His archives are at the university in Austin, TX, so when I learned I was going to be there for a meeting, I got in touch with Jonathan Jarvis at the Texas Archeological Research Laboratory. He graciously agreed to let me look over Uncle Ted's files.
Uncle Ted served as a captain in WWI, then returned to Abilene, TX to work in his family's land management company. But his passion lay in the hills and plains of west Texas, where he explored and excavated Native American ruins of several tribes.
Uncle Ted was a self-educated archeologist, an amateur in the true sense of the word. He took classes at the local community college and enrolled in correspondence courses. In 1927 he wrote to Dr. J.E. Pearce at the University of Texas, inquiring about the viability of taking his archeology and anthropology classes via correspondence. He introduced himself humbly, as a 35 year old war veteran with a passion for archeology.

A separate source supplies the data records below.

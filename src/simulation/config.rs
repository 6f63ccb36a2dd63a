//! Tunable dimensions and speeds for the road runner
//!
//! Every length is in screen pixels with the origin at the top-left corner
//! and y growing downwards. Speeds are in pixels per second.

use anyhow::{ensure, Result};

/// Logical screen size
pub const SCREEN_WIDTH: f32 = 1280.0;
pub const SCREEN_HEIGHT: f32 = 800.0;

/// Size of the player's car
pub const CAR_WIDTH: f32 = 50.0;
pub const CAR_HEIGHT: f32 = 50.0;

/// Bounds for the width of every randomly generated segment
pub const MIN_ROAD_WIDTH: f32 = CAR_WIDTH * 4.0;
pub const MAX_ROAD_WIDTH: f32 = CAR_WIDTH * 6.0;

/// Minimum horizontal overlap between two consecutive segments
pub const MIN_GAP_WIDTH: f32 = CAR_WIDTH * 1.7;

/// Number of segments on screen at once; the sequence holds twice as many
pub const VISIBLE_SEGMENT_COUNT: usize = 3;

/// Pixels the car may overhang a road edge before it counts as a crash
pub const COLLISION_TOLERANCE: f32 = 5.0;

/// Scroll speed progression
pub const BASE_SCROLL_SPEED: f32 = 240.0;
pub const SCROLL_ACCEL_PER_TICK: f32 = 0.06;
pub const SCROLL_SPEED_CAP: f32 = 540.0;

/// Horizontal speed of the car while a steer key is held
pub const CAR_SPEED_HORIZONTAL: f32 = 300.0;

/// Multipliers for the runway segment at the start of every run
pub const RUNWAY_HEIGHT_FACTOR: f32 = 4.0;
pub const RUNWAY_WIDTH_FACTOR: f32 = 2.0;

/// Complete game configuration
#[derive(Debug, Clone, PartialEq)]
pub struct GameConfig {
    pub screen_width: f32,
    pub screen_height: f32,
    pub car_width: f32,
    pub car_height: f32,
    pub min_road_width: f32,
    pub max_road_width: f32,
    pub min_gap_width: f32,
    pub visible_segment_count: usize,
    pub collision_tolerance: f32,
    pub base_scroll_speed: f32,
    pub scroll_accel_per_tick: f32,
    pub scroll_speed_cap: f32,
    pub car_speed_horizontal: f32,
}

impl Default for GameConfig {
    fn default() -> Self {
        Self {
            screen_width: SCREEN_WIDTH,
            screen_height: SCREEN_HEIGHT,
            car_width: CAR_WIDTH,
            car_height: CAR_HEIGHT,
            min_road_width: MIN_ROAD_WIDTH,
            max_road_width: MAX_ROAD_WIDTH,
            min_gap_width: MIN_GAP_WIDTH,
            visible_segment_count: VISIBLE_SEGMENT_COUNT,
            collision_tolerance: COLLISION_TOLERANCE,
            base_scroll_speed: BASE_SCROLL_SPEED,
            scroll_accel_per_tick: SCROLL_ACCEL_PER_TICK,
            scroll_speed_cap: SCROLL_SPEED_CAP,
            car_speed_horizontal: CAR_SPEED_HORIZONTAL,
        }
    }
}

impl GameConfig {
    /// Height of a regular segment, a whole number of pixels
    pub fn road_height(&self) -> f32 {
        (self.screen_height / self.visible_segment_count as f32).floor()
    }

    pub fn runway_width(&self) -> f32 {
        self.min_road_width * RUNWAY_WIDTH_FACTOR
    }

    pub fn runway_height(&self) -> f32 {
        self.road_height() * RUNWAY_HEIGHT_FACTOR
    }

    /// Number of segments kept in the sequence at all times
    pub fn sequence_len(&self) -> usize {
        self.visible_segment_count * 2
    }

    /// Distance from a screen edge below which the generator must turn back
    pub fn edge_margin(&self) -> f32 {
        self.max_road_width - self.min_gap_width
    }

    /// Fixed vertical position of the car's top edge
    pub fn car_y(&self) -> f32 {
        self.screen_height - self.car_height
    }

    /// Reject configurations that would make generation or collision unsound
    pub fn validate(&self) -> Result<()> {
        ensure!(
            self.screen_width > 0.0 && self.screen_height > 0.0,
            "screen must have a positive size, got {}x{}",
            self.screen_width,
            self.screen_height
        );
        ensure!(
            self.car_width > 0.0 && self.car_height > 0.0,
            "car must have a positive size"
        );
        ensure!(
            self.visible_segment_count >= 1,
            "at least one segment must be visible"
        );
        ensure!(
            self.min_road_width.ceil() <= self.max_road_width.floor(),
            "min road width {} exceeds max road width {}",
            self.min_road_width,
            self.max_road_width
        );
        ensure!(
            self.min_gap_width >= self.car_width,
            "gap width {} is narrower than the car ({})",
            self.min_gap_width,
            self.car_width
        );

        // Both placement ranges are drawn between the gap and the previous
        // half width, so the narrowest segment must still leave room.
        ensure!(
            (self.min_road_width / 2.0).floor() >= self.min_gap_width.ceil(),
            "half of the min road width ({}) must cover the gap width ({})",
            self.min_road_width / 2.0,
            self.min_gap_width
        );

        // The car must never span more than the near and far segment.
        ensure!(
            self.road_height() >= self.car_height + self.collision_tolerance,
            "road height {} is too short for car height {} with tolerance {}",
            self.road_height(),
            self.car_height,
            self.collision_tolerance
        );

        // Both clamps firing at once would leave no safe side.
        let widest = self.max_road_width.max(self.runway_width());
        ensure!(
            self.screen_width > 2.0 * self.edge_margin() + widest,
            "screen width {} is too narrow for segments {} wide",
            self.screen_width,
            widest
        );

        ensure!(
            self.base_scroll_speed >= 0.0 && self.scroll_accel_per_tick >= 0.0,
            "scroll speed and acceleration must not be negative"
        );
        ensure!(
            self.base_scroll_speed <= self.scroll_speed_cap,
            "base scroll speed {} exceeds cap {}",
            self.base_scroll_speed,
            self.scroll_speed_cap
        );
        Ok(())
    }
}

Dr. Pearce's response that field work was required (nixing the possibility of a correspondence course) did not encourage Uncle Ted. But over the next five years he communicated regularly with Dr. Pearce, developing a personal relationship, and contributing a large section of research on West Texas to Dr. Pearce's state wide survey of Texas archeological sites. Uncle Ted eventually left Texas for Arizona, where he assumed the curatorship of the State Museum at the age of 51.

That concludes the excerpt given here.